***
We sat up with the blinds closed, dreading the moment when night fell, though we never said that out loud. I tried to remain as optimistic as I could when I knew down to my core that we would be seeing our freakish visitor again. Alice shook her head every time I tried to say that we wouldn’t until finally I stopped speaking all together, realizing that she didn’t need me or anyone else to lie for her sake.
As we sat in silence on her bed, my mind traveled back to when we first decided to go from being friends to boyfriend and girlfriend. Immediately, her mother and father objected, saying that it didn’t matter how far we had come as a society, we would still face the same barriers and prejudice interracial couples had always faced. Alice was young and naïve, they said, if she believed otherwise. But she was stubborn and so sure of the fact that we were meant to be. She didn’t hesitate to tell her parents that she saw herself ending up with me.
Young and naïve, they said again. Even if it weren’t an issue of me being black and her being white, the chances of us staying together for the rest of our lives or even through college were slim to none.
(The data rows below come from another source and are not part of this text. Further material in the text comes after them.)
#[tokio::test]
async fn test_query_forwards_continuation_token() {
    let server = MockServer::start().await;
    let client = initialized_client(&server).await;

    Mock::given(method("POST"))
        .and(path(DOCS_PATH))
        .and(header("x-ms-continuation", "+RID:abc#RT:1"))
        .respond_with(
            ResponseTemplate::new(200)
                .set_body_json(json!({"Documents": [{"id": "c"}]}))
                .insert_header("x-ms-item-count", "1")
                .insert_header("x-ms-continuation", "+RID:abc#RT:2"),
        )
        .expect(1)
        .mount(&server)
        .await;

    let token = ContinuationToken::new("+RID:abc#RT:1").unwrap();
    let page = client
        .query("SELECT * FROM docs", &QueryParameters::new(), None, Some(&token))
        .await
        .unwrap();

    assert_eq!(page.documents.len(), 1);
    assert_eq!(page.continuation.unwrap().as_str(), "+RID:abc#RT:2");
}

#[tokio::test]
async fn test_query_without_results_field_is_empty() {
    let server = MockServer::start().await;
    let client = initialized_client(&server).await;

    Mock::given(method("POST"))
        .and(path(DOCS_PATH))
        .respond_with(ResponseTemplate::new(200).set_body_json(json!({"_count": 0})))
        .mount(&server)
        .await;

    let page = client
        .query("SELECT * FROM docs", &QueryParameters::new(), None, None)
        .await
        .unwrap();

    assert!(page.documents.is_empty());
    assert_eq!(page.item_count, None);
}

#[tokio::test]
async fn test_query_pages_follows_continuations() {
    let server = MockServer::start().await;
    let client = initialized_client(&server).await;

    Mock::given(method("POST"))
        .and(path(DOCS_PATH))
        .and(header("x-ms-continuation", "p2"))
        .respond_with(ResponseTemplate::new(200).set_body_json(json!({
            "Documents": [{"id": "b"}]
        })))
        .expect(1)
        .mount(&server)
        .await;

    Mock::given(method("POST"))
        .and(path(DOCS_PATH))
        .respond_with(
            ResponseTemplate::new(200)
                .set_body_json(json!({"Documents": [{"id": "a"}]}))
                .insert_header("x-ms-continuation", "p2"),
        )
        .expect(1)
        .mount(&server)
        .await;

    let pages: Vec<_> = client
        .query_pages("SELECT * FROM docs", QueryParameters::new(), Some(1))
        .collect()
        .await;

    assert_eq!(pages.len(), 2);
    let ids: Vec<_> = pages
        .iter()
        .map(|page| page.as_ref().unwrap().documents[0].id().unwrap().to_string())
        .collect();
    assert_eq!(ids, vec!["a", "b"]);
}

#[tokio::test]
async fn test_query_before_initialize_fails() {
    let server = MockServer::start().await;
    let client = DocDbClient::new(mock_config(&server)).unwrap();

    let result = client
        .query("SELECT * FROM docs", &QueryParameters::new(), None, None)
        .await;

    assert!(matches!(result, Err(Error::NotInitialized { .. })));
    assert!(server.received_requests().await.unwrap().is_empty());
}

#[tokio::test]
async fn test_blank_query_is_rejected() {
    let server = MockServer::start().await;
    let client = initialized_client(&server).await;
    let before = server.received_requests().await.unwrap().len();

    let result = client.query("   ", &QueryParameters::new(), None, None).await;

    assert!(matches!(result, Err(Error::InvalidInput(_))));
    assert_eq!(server.received_requests().await.unwrap().len(), before);
}

// ============================================================================
// Document Tests
// ============================================================================

#[tokio::test]
async fn test_create_document_assigns_id() {
    let server = MockServer::start().await;
    let client = initialized_client(&server).await;

    Mock::given(method("POST"))
        .and(path(DOCS_PATH))
        .and(header("content-type", "application/json"))
        .and(body_partial_json(json!({"type": "sensor"})))
        .respond_with(ResponseTemplate::new(201).set_body_json(json!({
            "id": "generated",
            "type": "sensor",
            "_rid": "Xyz789="
        })))
        .expect(1)
        .mount(&server)
        .await;

    let created = client
        .create_document(Document::new(json!({"type": "sensor"})).unwrap())
        .await
        .unwrap();
    assert_eq!(created.resource_id().unwrap().as_str(), "Xyz789=");

    let requests = server.received_requests().await.unwrap();
    let sent: serde_json::Value = serde_json::from_slice(&requests.last().unwrap().body).unwrap();
    let id = sent["id"].as_str().unwrap();
    assert_eq!(id.len(), 36);
}

#[tokio::test]
async fn test_update_document_puts_to_resource_id() {
    let server = MockServer::start().await;
    let client = initialized_client(&server).await;

    Mock::given(method("PUT"))
        .and(path("/dbs/Abc123=/colls/Def456=/docs/Xyz789="))
        .and(body_partial_json(json!({"id": "d1", "temp": 21})))
        .respond_with(ResponseTemplate::new(200).set_body_json(json!({
            "id": "d1",
            "temp": 21,
            "_rid": "Xyz789=",
            "_etag": "\"v2\""
        })))
        .expect(1)
        .mount(&server)
        .await;

    let document = Document::new(json!({"id": "d1", "temp": 21, "_rid": "Xyz789="})).unwrap();
    let updated = client.update_document(&document).await.unwrap();
    assert_eq!(updated.get_str("_etag"), Some("\"v2\""));
}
My parents were a little gentler about the whole thing, retelling all the stories they had been told by their friends who had married outside of their own race.
“Do you all have any idea what year it is?!” I had exclaimed furiously. “We’re past this! You claim society is going to object, but it’s just you! It’s just you and her parents! I’m surprised the four of you don’t get along better given the fact that your beliefs are exactly the same. Besides, we don’t even live in the south!”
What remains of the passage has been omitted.